Not at all. People have been killing one another in the name of religion for all of recorded history. I was responding above to a specific question by a specific poster on a specific topic. Of course religious people from religions other than Islam kill in the name of their religion. That is one of the major problems I have with organized religion of any ilk.

The Northern Ireland issue was about sovereignty to some extent, but definately had a religious aspect to it re: Catholic vs. Protestant. I don't know where you get the idea that I think only Muslims are killing for their faith.

KKK and the other references you make, I don't disagree with at all. You are showing some of the points I myself have used in the past, and will likely use again. Not sure where you got the misunderstanding that I think only Muslims kill for their religion, but that could not be farther from the truth.

B.
 

Ryan2065

Well-Known Member
I don't think I misunderstood you... I think you wrote something completely against your views then... Case and point...

Question you responded to:
I think you are misunderstanding the point here Steve. People of all religions occassionaly commit acts of violence. Why should Islam be any different from Christianity, (unless you're point is it is a more peaceful religion).
I'll rephrase for snalespace... "People of all religions occassionally commit acts of violence... Why should islam be different from Christianity?"

Your response...
Islam is different in that it is religios people doing violence in the name of religion.
So your response to the question of "What makes Islam different than christianity" was "Islam is different because its religious people do acts of violence in the name of religion" which directly implies that Christians do not do acts of violence in the name of religion...

This is exactly how it reads... I don't quite care what you "meant" because I am sick of people saying one thing and then later saying, "oh, I didn't mean that, I meant something else." Your beliefs are represented by what you say.. Right now you are coming across as a bigot who believes that all Islam are terrorists (you use those words interchangibly) and believes that Christianity differs from Islam because Islam people kill for their religion and Christians don't.

Please clear this mess up and finish the sentence that you started... "Islam differs from Christianity becasue..."
 

MdmSzdWhtGuy

Well-Known Member
Ryan,

It is entirely possible that I misunderstood SnaleSpace's question earlier.
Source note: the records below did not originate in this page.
//! Layout helpers shared by the TUI screens.

use ratatui::layout::{Constraint, Direction, Layout, Rect};

/// A rectangle of `percent_x` by `percent_y` centred in `r`.
pub fn centered_rect(percent_x: u16, percent_y: u16, r: Rect) -> Rect {
    let popup_layout = Layout::default()
        .direction(Direction::Vertical)
        .constraints([
            Constraint::Percentage((100 - percent_y) / 2),
            Constraint::Percentage(percent_y),
            Constraint::Percentage((100 - percent_y) / 2),
        ])
        .split(r);

    Layout::default()
        .direction(Direction::Horizontal)
        .constraints([
            Constraint::Percentage((100 - percent_x) / 2),
            Constraint::Percentage(percent_x),
            Constraint::Percentage((100 - percent_x) / 2),
        ])
        .split(popup_layout[1])[1]
}
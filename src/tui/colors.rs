//! Color constants for the terminal user interface.

use ratatui::style::Color;

/// Cycle highlighting for nodes, edges and arrowheads
pub const CYCLE_RED: Color = Color::Rgb(239, 68, 68);
/// Edges and arrowheads outside any cycle
pub const EDGE_GRAY: Color = Color::Rgb(209, 213, 219);
/// Node outline outside any cycle
pub const NODE_INDIGO: Color = Color::Rgb(99, 102, 241);

/// Priority tiers
pub const TIER_HIGH: Color = Color::Rgb(220, 38, 38);
pub const TIER_MEDIUM: Color = Color::Rgb(255, 215, 0);
pub const TIER_LOW: Color = Color::Rgb(0, 128, 0);
//! Eisenhower quadrant classification.

use crate::fields::Quadrant;
use crate::task::AnalyzedTask;

/// Component values at or above this count as high.
pub const THRESHOLD: f64 = 0.5;

/// Bucket a point of the urgency/importance square. Exactly 0.5 counts as high.
pub fn classify_components(urgency: f64, importance: f64) -> Quadrant {
    let urgent = urgency >= THRESHOLD;
    let important = importance >= THRESHOLD;
    match (urgent, important) {
        (true, true) => Quadrant::DoFirst,
        (false, true) => Quadrant::Schedule,
        (true, false) => Quadrant::Delegate,
        (false, false) => Quadrant::Eliminate,
    }
}

pub fn classify(task: &AnalyzedTask) -> Quadrant {
    classify_components(task.components.urgency, task.components.importance_norm)
}

/// Indices into `tasks`, grouped by quadrant in [`Quadrant::ALL`] order.
/// Within a quadrant the service's rank order is kept.
pub fn bucket(tasks: &[AnalyzedTask]) -> [Vec<usize>; 4] {
    let mut buckets: [Vec<usize>; 4] = Default::default();
    for (i, task) in tasks.iter().enumerate() {
        buckets[classify(task).index()].push(i);
    }
    buckets
}

#[cfg(test)]
mod tests {
    use super::*;

    #[test]
    fn boundaries_lean_towards_high() {
        assert_eq!(classify_components(0.5, 0.5), Quadrant::DoFirst);
        assert_eq!(classify_components(0.49, 0.5), Quadrant::Schedule);
        assert_eq!(classify_components(0.5, 0.49), Quadrant::Delegate);
        assert_eq!(classify_components(0.49, 0.49), Quadrant::Eliminate);
    }

    #[test]
    fn corners_of_the_unit_square() {
        assert_eq!(classify_components(1.0, 1.0), Quadrant::DoFirst);
        assert_eq!(classify_components(0.0, 1.0), Quadrant::Schedule);
        assert_eq!(classify_components(1.0, 0.0), Quadrant::Delegate);
        assert_eq!(classify_components(0.0, 0.0), Quadrant::Eliminate);
    }

    #[test]
    fn every_grid_point_lands_in_exactly_one_bucket() {
        for u in 0..=100 {
            for i in 0..=100 {
                let (u, i) = (u as f64 / 100.0, i as f64 / 100.0);
                let q = classify_components(u, i);
                let expected = match (u >= 0.5, i >= 0.5) {
                    (true, true) => Quadrant::DoFirst,
                    (false, true) => Quadrant::Schedule,
                    (true, false) => Quadrant::Delegate,
                    (false, false) => Quadrant::Eliminate,
                };
                assert_eq!(q, expected, "({u}, {i})");
            }
        }
    }

    #[test]
    fn bucket_keeps_rank_order() {
        use crate::analysis::tests::score;
        use crate::task::Task;

        let t = |id: &str| Task {
            id: id.into(),
            title: id.into(),
            priority: 5,
            effort: 5,
            due_date: None,
            dependencies: Vec::new(),
        };
        let tasks = vec![
            score(&t("a"), 0.9, 0.9, 0.9),
            score(&t("b"), 0.8, 0.1, 0.9),
            score(&t("c"), 0.7, 0.8, 0.8),
            score(&t("d"), 0.1, 0.1, 0.1),
        ];
        let buckets = bucket(&tasks);
        assert_eq!(buckets[Quadrant::DoFirst.index()], vec![0, 2]);
        assert_eq!(buckets[Quadrant::Schedule.index()], vec![1]);
        assert!(buckets[Quadrant::Delegate.index()].is_empty());
        assert_eq!(buckets[Quadrant::Eliminate.index()], vec![3]);
    }
}
//! Enumerations and small value types shared across the client.
//!
//! This module defines the scoring strategies the user can pick, the four
//! Eisenhower quadrants, the score-derived priority tiers and the visual style
//! attached to graph nodes and edges.

use clap::ValueEnum;
use serde::{Deserialize, Serialize};

/// Weighting scheme the analysis service applies when scoring.
///
/// The client only selects and labels a strategy; the weights themselves are
/// computed remotely.
#[derive(Debug, Clone, Copy, Default, Serialize, Deserialize, ValueEnum, PartialEq, Eq)]
#[serde(rename_all = "lowercase")]
pub enum Strategy {
    /// 40% urgency, 40% importance, 20% effort efficiency.
    #[default]
    Smart,
    /// Lowest effort first.
    Effort,
    /// Importance only.
    Importance,
    /// Urgency and deadline only.
    Urgency,
}

impl Strategy {
    pub const ALL: [Strategy; 4] = [
        Strategy::Smart,
        Strategy::Effort,
        Strategy::Importance,
        Strategy::Urgency,
    ];

    /// Wire value sent to the analysis service.
    pub fn as_str(self) -> &'static str {
        match self {
            Strategy::Smart => "smart",
            Strategy::Effort => "effort",
            Strategy::Importance => "importance",
            Strategy::Urgency => "urgency",
        }
    }

    pub fn label(self) -> &'static str {
        match self {
            Strategy::Smart => "Smart Balance",
            Strategy::Effort => "Fastest Wins",
            Strategy::Importance => "High Impact",
            Strategy::Urgency => "Deadline Driven",
        }
    }

    pub fn description(self) -> &'static str {
        match self {
            Strategy::Smart => {
                "Combines urgency (40%), importance (40%), and effort efficiency (20%)"
            }
            Strategy::Effort => "Prioritizes tasks with lowest effort to build momentum",
            Strategy::Importance => "Focuses on task importance regardless of effort or urgency",
            Strategy::Urgency => "Prioritizes tasks by urgency and approaching deadlines",
        }
    }

    /// The strategy after this one, wrapping around.
    pub fn next(self) -> Strategy {
        match self {
            Strategy::Smart => Strategy::Effort,
            Strategy::Effort => Strategy::Importance,
            Strategy::Importance => Strategy::Urgency,
            Strategy::Urgency => Strategy::Smart,
        }
    }
}

/// Eisenhower urgency/importance bucket.
#[derive(Debug, Clone, Copy, Serialize, Deserialize, PartialEq, Eq, Hash)]
#[serde(rename_all = "kebab-case")]
pub enum Quadrant {
    DoFirst,
    Schedule,
    Delegate,
    Eliminate,
}

impl Quadrant {
    /// Display order: top-left, top-right, bottom-left, bottom-right.
    pub const ALL: [Quadrant; 4] = [
        Quadrant::DoFirst,
        Quadrant::Schedule,
        Quadrant::Delegate,
        Quadrant::Eliminate,
    ];

    pub fn index(self) -> usize {
        match self {
            Quadrant::DoFirst => 0,
            Quadrant::Schedule => 1,
            Quadrant::Delegate => 2,
            Quadrant::Eliminate => 3,
        }
    }

    pub fn title(self) -> &'static str {
        match self {
            Quadrant::DoFirst => "Do First (Urgent & Important)",
            Quadrant::Schedule => "Schedule (Important, Not Urgent)",
            Quadrant::Delegate => "Delegate (Urgent, Not Important)",
            Quadrant::Eliminate => "Eliminate (Neither)",
        }
    }
}

/// Coarse priority band derived from the overall score.
#[derive(Debug, Clone, Copy, Serialize, Deserialize, PartialEq, Eq)]
#[serde(rename_all = "lowercase")]
pub enum PriorityTier {
    High,
    Medium,
    Low,
}

impl PriorityTier {
    pub fn from_score(score: f64) -> Self {
        if score >= 0.7 {
            PriorityTier::High
        } else if score >= 0.4 {
            PriorityTier::Medium
        } else {
            PriorityTier::Low
        }
    }

    pub fn as_str(self) -> &'static str {
        match self {
            PriorityTier::High => "high",
            PriorityTier::Medium => "medium",
            PriorityTier::Low => "low",
        }
    }
}

/// Visual class of a graph node or edge.
#[derive(Debug, Clone, Copy, Serialize, Deserialize, PartialEq, Eq, Hash)]
#[serde(rename_all = "lowercase")]
pub enum LinkStyle {
    Normal,
    Cycle,
}

#[cfg(test)]
mod tests {
    use super::*;

    #[test]
    fn strategy_wire_values_match_serde() {
        for strategy in Strategy::ALL {
            let json = serde_json::to_string(&strategy).unwrap();
            assert_eq!(json, format!("\"{}\"", strategy.as_str()));
        }
    }

    #[test]
    fn strategy_next_cycles_through_all() {
        let mut s = Strategy::Smart;
        for expected in [Strategy::Effort, Strategy::Importance, Strategy::Urgency, Strategy::Smart] {
            s = s.next();
            assert_eq!(s, expected);
        }
    }

    #[test]
    fn tier_boundaries() {
        assert_eq!(PriorityTier::from_score(0.7), PriorityTier::High);
        assert_eq!(PriorityTier::from_score(0.69), PriorityTier::Medium);
        assert_eq!(PriorityTier::from_score(0.4), PriorityTier::Medium);
        assert_eq!(PriorityTier::from_score(0.39), PriorityTier::Low);
        assert_eq!(PriorityTier::from_score(0.0), PriorityTier::Low);
    }
}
Let me once again attempt to be clear.

I don't think there is any difference between a person who is a Muslim killing in the name of his religion and a person who is a Christian killing in the name of his religion. They are both scumbags. Clear enough?

I attempted, and obviously failed, to point out the difference between a person who just happens to be a member of a particular faith, who just happens to kill someone, when that killing is not religiously motivated, and a person who kills others and feels it is his duty to do so based on religious teachings.

IMHO the Muslim/Christian/Jew/Hindu/Buddhist who just happens to kill someone else for reason's other than religion poses less of a threat to society at large than a Muslim/Christian/Jew/Hindu/Buddhist who feels it is his duty to kill others based on his religious tenents.

I sincerely hope that this clears things up, if not, please let me know where I went astray and I will attempt to explain further. And again, I could have been incorrect in my understanding/or lack thereof of SnaleSpace's original question. Christians who bomb abortion clinics are no better than Muslims who bomb nightclubs, the U.S.S. Cole, The Twin Towers, The Pentagon, marine barracks, U.S. Embassy's etc. . .

B.
 

ChrisP

Veteran Member
MdmSzdWhtGuy said:
Ryan,

It is entirely possible that I misunderstood SnaleSpace's question earlier. Let me once again attempt to be clear.
It was more of an obtuse point than a question. I will attempt to clarify here.

People are people.

Religion is Religion.

Murder is commited by people.

If people Murder in the name of religion, it is for personal reasons or personal gain.